▶ _EXERCISE INSTRUCTIONS_
Copy out the entries below exactly as they stand, but only from the line containing "Registers the global raw-print function." through the line containing "May be called".
*** Opening of STUDY MATERIAL ***
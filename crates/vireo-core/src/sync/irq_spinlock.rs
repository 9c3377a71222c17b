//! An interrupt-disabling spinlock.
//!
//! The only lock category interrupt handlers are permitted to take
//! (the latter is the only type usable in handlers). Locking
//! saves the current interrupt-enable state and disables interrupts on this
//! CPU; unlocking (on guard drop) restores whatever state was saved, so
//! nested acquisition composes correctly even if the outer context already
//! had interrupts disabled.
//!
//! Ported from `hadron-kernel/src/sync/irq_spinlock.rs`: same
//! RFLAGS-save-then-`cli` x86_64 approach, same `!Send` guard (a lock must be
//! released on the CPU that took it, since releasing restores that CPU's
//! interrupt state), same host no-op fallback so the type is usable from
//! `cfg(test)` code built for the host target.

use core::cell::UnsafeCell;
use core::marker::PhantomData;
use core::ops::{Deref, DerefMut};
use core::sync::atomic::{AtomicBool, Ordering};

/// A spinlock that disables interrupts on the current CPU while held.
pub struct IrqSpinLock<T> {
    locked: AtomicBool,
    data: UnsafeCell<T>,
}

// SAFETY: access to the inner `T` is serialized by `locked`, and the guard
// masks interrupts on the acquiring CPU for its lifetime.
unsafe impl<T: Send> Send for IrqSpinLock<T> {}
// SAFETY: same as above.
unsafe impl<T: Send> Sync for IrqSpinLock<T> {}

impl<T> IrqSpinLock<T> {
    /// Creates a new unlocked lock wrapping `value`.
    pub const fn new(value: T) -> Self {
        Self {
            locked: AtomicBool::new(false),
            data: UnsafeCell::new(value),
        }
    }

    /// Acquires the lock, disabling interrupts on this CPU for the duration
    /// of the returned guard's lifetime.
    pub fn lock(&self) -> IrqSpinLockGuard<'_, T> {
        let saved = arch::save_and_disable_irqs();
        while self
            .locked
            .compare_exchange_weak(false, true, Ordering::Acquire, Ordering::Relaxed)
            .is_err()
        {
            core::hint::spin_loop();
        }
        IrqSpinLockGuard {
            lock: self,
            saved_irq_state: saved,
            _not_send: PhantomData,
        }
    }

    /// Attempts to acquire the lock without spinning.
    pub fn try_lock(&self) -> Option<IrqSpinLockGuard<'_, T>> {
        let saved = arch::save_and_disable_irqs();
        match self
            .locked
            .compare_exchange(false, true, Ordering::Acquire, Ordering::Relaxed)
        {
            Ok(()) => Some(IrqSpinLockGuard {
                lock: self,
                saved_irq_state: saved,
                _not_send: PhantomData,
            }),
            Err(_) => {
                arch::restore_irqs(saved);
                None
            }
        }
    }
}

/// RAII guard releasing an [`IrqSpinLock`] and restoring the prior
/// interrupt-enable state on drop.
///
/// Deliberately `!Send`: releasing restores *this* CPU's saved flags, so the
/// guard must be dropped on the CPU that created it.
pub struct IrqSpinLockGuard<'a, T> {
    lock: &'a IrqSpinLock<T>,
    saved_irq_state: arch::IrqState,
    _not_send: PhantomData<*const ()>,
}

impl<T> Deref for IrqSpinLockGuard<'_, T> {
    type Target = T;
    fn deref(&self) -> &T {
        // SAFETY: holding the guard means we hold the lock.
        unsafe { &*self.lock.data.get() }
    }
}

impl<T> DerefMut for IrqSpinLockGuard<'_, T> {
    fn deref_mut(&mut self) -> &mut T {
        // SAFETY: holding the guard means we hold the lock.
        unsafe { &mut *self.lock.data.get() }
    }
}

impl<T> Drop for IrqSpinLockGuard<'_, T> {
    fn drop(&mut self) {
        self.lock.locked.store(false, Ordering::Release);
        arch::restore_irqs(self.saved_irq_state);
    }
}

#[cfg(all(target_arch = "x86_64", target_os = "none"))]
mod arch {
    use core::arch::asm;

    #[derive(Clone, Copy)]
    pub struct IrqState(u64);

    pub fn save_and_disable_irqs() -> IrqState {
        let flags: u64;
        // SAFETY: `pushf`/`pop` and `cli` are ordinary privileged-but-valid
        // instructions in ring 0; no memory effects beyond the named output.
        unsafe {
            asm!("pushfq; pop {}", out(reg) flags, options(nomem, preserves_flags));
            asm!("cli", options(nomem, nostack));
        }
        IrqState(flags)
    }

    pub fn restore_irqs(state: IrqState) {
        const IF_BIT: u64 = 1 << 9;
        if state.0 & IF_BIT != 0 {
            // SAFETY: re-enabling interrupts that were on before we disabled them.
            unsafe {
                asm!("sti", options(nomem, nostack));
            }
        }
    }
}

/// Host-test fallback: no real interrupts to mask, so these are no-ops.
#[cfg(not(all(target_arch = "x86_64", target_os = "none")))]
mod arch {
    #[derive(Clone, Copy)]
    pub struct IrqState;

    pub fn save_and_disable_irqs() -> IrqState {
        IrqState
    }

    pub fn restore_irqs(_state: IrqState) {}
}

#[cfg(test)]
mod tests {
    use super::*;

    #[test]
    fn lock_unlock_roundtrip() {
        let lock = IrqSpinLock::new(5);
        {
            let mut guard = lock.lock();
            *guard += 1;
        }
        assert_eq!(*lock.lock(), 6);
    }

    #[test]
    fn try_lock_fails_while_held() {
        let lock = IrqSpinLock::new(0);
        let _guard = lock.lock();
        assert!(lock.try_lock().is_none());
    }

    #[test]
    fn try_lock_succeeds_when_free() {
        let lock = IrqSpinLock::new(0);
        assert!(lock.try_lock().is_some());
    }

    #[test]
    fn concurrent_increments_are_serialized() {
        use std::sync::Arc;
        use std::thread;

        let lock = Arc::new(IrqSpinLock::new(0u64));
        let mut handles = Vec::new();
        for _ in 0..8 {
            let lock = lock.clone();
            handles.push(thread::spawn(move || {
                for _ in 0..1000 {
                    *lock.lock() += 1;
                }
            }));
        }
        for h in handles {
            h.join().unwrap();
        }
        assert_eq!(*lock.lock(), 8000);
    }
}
*** Close of STUDY MATERIAL ***
*** Opening of STUDY MATERIAL ***
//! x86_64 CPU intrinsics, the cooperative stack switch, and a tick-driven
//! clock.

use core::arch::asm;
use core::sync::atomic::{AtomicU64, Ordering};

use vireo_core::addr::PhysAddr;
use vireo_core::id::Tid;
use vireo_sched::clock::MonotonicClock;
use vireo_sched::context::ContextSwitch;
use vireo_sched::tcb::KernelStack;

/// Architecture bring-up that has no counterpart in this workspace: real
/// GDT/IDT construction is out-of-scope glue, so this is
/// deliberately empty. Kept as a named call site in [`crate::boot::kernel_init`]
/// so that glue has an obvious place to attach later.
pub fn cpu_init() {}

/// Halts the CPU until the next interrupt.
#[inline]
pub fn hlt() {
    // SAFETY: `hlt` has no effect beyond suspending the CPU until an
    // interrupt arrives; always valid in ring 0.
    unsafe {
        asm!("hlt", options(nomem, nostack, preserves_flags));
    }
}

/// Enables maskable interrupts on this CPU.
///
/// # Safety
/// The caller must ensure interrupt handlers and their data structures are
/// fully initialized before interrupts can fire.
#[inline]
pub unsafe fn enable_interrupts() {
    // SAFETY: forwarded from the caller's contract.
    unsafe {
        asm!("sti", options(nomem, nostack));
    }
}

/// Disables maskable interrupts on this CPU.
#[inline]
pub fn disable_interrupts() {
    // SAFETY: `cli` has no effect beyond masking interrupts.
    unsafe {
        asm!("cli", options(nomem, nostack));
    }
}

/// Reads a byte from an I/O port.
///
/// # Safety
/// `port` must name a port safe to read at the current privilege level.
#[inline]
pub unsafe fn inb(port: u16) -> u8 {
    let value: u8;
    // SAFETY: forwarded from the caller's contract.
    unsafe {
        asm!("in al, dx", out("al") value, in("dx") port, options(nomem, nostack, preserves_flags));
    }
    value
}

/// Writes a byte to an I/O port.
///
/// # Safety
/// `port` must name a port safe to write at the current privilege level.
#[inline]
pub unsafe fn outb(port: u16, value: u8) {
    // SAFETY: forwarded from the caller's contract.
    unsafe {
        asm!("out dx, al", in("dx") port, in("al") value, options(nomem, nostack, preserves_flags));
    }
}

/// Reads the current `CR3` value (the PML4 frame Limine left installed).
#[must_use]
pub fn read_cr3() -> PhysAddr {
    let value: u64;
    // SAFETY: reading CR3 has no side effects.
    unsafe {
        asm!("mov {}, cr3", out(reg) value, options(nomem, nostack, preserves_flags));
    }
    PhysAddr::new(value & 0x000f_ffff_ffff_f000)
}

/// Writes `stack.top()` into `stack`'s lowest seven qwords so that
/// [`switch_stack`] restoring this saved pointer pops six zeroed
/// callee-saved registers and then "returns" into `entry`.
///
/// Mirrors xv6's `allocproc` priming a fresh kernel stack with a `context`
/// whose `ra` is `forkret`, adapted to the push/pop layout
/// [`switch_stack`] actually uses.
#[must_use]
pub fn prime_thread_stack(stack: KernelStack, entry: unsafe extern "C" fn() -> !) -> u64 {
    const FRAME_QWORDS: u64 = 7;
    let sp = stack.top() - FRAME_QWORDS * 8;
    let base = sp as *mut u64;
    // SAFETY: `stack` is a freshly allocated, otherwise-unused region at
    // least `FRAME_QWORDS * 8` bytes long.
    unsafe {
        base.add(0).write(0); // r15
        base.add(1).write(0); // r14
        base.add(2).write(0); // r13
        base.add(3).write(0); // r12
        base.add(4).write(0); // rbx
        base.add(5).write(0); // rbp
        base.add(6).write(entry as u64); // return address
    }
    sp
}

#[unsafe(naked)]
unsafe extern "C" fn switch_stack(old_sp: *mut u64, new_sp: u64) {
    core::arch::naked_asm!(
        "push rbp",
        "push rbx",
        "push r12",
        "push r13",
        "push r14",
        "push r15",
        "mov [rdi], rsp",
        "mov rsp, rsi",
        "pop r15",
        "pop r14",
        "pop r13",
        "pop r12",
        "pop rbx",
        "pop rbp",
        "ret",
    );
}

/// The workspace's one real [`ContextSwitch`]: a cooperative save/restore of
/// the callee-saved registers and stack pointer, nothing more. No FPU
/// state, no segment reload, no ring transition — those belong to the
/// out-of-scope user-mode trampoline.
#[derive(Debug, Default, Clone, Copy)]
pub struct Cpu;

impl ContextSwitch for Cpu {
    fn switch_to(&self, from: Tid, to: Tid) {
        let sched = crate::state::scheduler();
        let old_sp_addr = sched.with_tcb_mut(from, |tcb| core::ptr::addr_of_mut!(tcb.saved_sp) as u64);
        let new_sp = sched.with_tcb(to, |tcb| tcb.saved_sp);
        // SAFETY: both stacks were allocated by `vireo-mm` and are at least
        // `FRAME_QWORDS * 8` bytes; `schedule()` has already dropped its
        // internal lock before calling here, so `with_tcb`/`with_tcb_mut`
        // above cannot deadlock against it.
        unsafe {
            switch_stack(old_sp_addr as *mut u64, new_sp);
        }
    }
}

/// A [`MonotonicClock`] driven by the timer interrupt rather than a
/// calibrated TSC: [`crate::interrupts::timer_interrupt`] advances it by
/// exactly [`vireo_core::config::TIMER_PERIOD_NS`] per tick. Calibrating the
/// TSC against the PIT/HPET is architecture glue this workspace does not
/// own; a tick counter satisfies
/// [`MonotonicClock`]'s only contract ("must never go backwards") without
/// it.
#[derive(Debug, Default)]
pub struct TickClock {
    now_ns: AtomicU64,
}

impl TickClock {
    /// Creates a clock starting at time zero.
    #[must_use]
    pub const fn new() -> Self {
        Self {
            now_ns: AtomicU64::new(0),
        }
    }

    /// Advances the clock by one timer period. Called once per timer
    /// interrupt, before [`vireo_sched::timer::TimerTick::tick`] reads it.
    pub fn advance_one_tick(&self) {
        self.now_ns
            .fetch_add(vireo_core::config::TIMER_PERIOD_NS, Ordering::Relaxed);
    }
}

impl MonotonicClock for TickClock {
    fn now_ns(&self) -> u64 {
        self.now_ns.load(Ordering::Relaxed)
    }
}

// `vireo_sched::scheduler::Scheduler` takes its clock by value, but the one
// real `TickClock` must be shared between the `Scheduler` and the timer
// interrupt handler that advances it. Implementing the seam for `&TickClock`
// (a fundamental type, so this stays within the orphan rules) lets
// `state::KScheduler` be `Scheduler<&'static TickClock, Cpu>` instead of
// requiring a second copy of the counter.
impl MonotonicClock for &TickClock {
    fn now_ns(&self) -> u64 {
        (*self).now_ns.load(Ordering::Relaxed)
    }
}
*** Close of STUDY MATERIAL ***
*** Opening of STUDY MATERIAL ***
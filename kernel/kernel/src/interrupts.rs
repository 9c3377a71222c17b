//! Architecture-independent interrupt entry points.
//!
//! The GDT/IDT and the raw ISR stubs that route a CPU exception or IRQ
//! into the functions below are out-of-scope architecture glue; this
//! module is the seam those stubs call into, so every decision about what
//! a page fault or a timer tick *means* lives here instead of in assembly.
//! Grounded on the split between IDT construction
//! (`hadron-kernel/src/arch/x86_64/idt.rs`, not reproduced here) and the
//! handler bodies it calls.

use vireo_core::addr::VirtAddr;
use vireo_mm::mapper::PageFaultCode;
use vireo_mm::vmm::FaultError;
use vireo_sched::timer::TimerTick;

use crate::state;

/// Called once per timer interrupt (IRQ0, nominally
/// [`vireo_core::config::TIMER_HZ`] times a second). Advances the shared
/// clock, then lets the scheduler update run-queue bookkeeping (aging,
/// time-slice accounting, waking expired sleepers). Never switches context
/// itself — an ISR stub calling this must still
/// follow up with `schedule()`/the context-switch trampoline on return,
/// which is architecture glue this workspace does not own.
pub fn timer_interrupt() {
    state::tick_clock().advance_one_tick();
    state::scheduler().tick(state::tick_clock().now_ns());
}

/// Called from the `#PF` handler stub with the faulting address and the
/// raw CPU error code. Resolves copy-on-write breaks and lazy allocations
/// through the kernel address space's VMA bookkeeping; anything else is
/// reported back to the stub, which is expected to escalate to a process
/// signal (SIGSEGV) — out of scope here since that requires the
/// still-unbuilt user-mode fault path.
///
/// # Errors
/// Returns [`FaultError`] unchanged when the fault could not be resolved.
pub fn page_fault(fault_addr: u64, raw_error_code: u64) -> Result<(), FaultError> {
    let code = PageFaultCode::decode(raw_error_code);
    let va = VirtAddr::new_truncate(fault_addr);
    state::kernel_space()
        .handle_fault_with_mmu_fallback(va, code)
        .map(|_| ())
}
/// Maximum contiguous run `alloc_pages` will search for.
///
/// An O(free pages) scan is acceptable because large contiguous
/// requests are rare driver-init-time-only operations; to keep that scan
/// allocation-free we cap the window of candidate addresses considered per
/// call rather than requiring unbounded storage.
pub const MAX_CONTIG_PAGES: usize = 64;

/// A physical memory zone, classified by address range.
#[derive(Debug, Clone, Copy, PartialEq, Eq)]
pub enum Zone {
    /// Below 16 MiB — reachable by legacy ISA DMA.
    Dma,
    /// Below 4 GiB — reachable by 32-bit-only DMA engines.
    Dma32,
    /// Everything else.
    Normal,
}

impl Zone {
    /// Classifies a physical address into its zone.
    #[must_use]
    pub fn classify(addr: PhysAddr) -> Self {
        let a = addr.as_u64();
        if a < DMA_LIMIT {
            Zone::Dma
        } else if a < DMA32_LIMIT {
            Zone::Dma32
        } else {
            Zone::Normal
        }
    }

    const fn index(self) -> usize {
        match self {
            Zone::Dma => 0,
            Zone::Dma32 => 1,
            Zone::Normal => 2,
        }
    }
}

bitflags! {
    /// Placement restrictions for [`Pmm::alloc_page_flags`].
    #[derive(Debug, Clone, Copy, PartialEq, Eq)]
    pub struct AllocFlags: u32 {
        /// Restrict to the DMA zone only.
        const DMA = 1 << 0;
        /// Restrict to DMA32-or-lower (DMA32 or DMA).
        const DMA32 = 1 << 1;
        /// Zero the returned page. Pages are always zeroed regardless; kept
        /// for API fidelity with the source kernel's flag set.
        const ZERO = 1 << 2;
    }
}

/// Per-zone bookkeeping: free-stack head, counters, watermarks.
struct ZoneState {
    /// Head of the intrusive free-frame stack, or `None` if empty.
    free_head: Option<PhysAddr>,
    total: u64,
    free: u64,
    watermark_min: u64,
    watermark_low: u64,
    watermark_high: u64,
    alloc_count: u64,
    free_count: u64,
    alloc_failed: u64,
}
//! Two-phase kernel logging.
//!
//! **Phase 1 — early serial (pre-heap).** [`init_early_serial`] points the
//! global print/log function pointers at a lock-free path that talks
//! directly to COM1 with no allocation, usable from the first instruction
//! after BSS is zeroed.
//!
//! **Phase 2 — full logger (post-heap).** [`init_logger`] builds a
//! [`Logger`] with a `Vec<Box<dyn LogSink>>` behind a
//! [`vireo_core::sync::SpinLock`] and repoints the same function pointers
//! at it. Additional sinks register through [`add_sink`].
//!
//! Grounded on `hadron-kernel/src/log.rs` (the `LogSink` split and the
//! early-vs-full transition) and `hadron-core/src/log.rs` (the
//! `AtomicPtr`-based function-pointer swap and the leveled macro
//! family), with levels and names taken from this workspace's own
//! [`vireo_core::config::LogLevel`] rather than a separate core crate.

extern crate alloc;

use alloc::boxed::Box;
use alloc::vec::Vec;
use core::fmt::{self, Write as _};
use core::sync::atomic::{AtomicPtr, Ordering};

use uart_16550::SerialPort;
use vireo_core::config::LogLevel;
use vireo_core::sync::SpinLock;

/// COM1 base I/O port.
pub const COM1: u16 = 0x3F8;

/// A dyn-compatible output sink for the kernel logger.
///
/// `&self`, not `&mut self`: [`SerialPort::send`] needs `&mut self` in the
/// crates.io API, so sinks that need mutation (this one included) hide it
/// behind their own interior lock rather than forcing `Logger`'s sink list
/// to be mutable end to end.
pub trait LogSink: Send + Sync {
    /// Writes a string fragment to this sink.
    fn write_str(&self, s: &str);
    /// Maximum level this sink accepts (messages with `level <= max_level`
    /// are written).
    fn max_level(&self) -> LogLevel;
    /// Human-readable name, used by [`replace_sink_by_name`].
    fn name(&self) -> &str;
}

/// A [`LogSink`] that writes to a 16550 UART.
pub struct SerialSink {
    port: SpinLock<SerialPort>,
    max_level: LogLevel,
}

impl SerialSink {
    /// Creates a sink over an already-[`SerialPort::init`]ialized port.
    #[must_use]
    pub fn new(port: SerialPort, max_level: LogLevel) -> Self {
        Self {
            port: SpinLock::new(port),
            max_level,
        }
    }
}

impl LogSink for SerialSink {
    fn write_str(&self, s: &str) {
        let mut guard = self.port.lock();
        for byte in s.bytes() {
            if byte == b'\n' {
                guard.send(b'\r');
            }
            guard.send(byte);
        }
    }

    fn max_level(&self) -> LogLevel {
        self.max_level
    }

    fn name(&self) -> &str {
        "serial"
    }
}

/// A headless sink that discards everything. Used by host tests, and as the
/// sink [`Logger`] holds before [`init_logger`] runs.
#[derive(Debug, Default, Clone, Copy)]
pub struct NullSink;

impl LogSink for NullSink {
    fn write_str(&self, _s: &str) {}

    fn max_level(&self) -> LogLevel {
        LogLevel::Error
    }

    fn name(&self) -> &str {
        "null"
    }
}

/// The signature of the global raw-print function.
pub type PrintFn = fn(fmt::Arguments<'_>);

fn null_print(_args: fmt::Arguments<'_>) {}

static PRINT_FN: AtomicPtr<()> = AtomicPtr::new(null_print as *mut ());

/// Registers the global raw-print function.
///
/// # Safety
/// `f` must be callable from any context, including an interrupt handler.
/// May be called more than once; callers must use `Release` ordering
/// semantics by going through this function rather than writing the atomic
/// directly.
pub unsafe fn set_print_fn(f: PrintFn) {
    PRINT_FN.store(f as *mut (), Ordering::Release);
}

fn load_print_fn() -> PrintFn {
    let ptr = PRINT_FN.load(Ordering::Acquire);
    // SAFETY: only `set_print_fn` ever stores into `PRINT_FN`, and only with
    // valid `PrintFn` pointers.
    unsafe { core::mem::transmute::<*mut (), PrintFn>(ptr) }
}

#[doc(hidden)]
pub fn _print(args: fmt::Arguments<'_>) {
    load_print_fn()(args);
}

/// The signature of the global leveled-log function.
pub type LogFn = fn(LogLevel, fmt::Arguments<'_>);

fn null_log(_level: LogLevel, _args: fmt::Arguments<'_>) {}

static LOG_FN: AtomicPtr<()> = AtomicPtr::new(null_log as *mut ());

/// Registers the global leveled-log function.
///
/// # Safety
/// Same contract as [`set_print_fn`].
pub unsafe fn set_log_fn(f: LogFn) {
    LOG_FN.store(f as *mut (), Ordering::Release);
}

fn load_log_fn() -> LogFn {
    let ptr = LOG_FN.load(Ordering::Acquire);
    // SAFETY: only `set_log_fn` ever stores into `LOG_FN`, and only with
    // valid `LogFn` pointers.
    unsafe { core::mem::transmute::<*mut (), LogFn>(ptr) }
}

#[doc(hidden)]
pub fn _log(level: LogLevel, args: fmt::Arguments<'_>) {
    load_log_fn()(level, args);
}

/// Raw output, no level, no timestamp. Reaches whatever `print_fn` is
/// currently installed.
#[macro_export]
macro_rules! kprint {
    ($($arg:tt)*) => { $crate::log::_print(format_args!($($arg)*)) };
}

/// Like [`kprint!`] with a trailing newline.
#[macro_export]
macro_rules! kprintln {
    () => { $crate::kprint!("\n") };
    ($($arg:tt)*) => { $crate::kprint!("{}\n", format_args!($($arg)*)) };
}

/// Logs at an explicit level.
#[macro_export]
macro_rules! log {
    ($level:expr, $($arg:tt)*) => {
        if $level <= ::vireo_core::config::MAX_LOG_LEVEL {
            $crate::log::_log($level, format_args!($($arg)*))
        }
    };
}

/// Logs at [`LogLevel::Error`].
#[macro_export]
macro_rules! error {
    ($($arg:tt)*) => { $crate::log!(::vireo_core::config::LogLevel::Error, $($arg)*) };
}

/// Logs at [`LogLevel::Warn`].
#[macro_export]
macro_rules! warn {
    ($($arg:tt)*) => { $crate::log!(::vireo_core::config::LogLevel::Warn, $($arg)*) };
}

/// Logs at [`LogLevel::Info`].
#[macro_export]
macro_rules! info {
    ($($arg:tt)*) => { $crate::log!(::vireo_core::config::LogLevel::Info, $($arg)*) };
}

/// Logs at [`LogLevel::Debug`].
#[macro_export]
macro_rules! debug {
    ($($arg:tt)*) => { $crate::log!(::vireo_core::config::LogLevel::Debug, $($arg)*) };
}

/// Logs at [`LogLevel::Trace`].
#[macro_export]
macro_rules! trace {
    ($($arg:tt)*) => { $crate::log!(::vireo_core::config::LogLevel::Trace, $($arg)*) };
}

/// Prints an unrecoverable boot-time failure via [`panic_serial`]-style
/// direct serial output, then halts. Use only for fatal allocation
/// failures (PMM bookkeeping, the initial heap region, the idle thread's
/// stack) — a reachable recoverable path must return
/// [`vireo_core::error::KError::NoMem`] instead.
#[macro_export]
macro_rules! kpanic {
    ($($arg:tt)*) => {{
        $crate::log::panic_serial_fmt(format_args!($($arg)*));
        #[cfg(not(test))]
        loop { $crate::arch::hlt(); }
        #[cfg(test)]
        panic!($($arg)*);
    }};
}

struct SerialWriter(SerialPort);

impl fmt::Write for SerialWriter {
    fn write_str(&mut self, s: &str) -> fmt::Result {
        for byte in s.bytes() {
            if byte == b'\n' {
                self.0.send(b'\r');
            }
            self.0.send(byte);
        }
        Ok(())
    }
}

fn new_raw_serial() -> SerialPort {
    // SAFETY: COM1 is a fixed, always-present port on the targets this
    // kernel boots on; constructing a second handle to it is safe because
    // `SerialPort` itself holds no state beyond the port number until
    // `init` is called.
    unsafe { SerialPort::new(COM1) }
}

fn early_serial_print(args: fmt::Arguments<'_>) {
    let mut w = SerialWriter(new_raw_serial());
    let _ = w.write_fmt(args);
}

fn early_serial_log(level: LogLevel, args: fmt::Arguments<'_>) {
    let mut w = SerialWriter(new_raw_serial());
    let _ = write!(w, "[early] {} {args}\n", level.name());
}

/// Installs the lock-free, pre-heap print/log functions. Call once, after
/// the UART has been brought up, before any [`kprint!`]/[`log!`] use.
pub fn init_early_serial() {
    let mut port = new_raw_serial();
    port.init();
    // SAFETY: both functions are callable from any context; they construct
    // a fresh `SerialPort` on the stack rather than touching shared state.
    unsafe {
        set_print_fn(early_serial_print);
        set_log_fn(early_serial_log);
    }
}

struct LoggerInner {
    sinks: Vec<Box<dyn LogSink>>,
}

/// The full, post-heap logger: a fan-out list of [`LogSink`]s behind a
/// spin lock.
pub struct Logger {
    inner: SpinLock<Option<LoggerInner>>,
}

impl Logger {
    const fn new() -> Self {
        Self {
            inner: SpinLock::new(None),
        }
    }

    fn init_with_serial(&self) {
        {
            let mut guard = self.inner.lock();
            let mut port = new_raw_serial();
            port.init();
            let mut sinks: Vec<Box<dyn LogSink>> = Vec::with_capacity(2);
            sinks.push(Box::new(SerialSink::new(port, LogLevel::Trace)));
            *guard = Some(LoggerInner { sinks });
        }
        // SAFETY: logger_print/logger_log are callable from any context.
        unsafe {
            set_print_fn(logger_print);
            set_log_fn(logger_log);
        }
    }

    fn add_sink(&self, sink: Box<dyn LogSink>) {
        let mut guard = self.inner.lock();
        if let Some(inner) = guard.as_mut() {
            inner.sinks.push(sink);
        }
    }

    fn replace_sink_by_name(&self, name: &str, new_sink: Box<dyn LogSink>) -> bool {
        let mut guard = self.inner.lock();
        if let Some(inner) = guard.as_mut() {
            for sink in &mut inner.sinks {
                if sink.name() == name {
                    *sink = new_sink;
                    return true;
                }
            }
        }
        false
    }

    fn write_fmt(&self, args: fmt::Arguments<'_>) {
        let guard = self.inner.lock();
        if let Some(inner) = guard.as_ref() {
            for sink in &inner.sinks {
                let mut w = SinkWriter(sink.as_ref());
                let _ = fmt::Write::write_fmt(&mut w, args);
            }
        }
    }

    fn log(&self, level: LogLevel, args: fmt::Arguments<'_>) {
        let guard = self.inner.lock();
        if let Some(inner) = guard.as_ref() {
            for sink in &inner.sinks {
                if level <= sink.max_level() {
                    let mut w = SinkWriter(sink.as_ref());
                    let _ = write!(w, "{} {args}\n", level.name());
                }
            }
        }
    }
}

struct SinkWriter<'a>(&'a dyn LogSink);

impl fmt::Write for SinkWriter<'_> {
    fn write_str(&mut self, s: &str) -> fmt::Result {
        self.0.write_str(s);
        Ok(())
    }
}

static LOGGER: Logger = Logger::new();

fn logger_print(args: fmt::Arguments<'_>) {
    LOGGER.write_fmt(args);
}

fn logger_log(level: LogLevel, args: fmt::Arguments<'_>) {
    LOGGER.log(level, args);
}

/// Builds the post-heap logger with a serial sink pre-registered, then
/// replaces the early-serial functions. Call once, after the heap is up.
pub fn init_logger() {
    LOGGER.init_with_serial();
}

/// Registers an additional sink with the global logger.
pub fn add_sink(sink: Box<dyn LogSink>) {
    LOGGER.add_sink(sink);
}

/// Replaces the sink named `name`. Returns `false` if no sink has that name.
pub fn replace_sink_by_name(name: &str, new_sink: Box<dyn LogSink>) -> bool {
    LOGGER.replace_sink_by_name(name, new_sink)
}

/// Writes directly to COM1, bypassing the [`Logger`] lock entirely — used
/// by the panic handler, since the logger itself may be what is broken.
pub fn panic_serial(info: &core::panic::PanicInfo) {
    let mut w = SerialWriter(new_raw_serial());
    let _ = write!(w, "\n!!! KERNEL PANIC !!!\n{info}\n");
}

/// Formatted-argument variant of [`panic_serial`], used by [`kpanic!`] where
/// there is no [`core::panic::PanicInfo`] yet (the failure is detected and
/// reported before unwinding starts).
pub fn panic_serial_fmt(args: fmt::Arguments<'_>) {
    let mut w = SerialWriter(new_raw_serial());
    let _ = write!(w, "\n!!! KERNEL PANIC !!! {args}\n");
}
*** Close of STUDY MATERIAL ***
▶ _TASK SOLUTION_
/// Registers the global raw-print function.
///
/// # Safety
/// `f` must be callable from any context, including an interrupt handler.
/// May be called more than once; callers must use `Release` ordering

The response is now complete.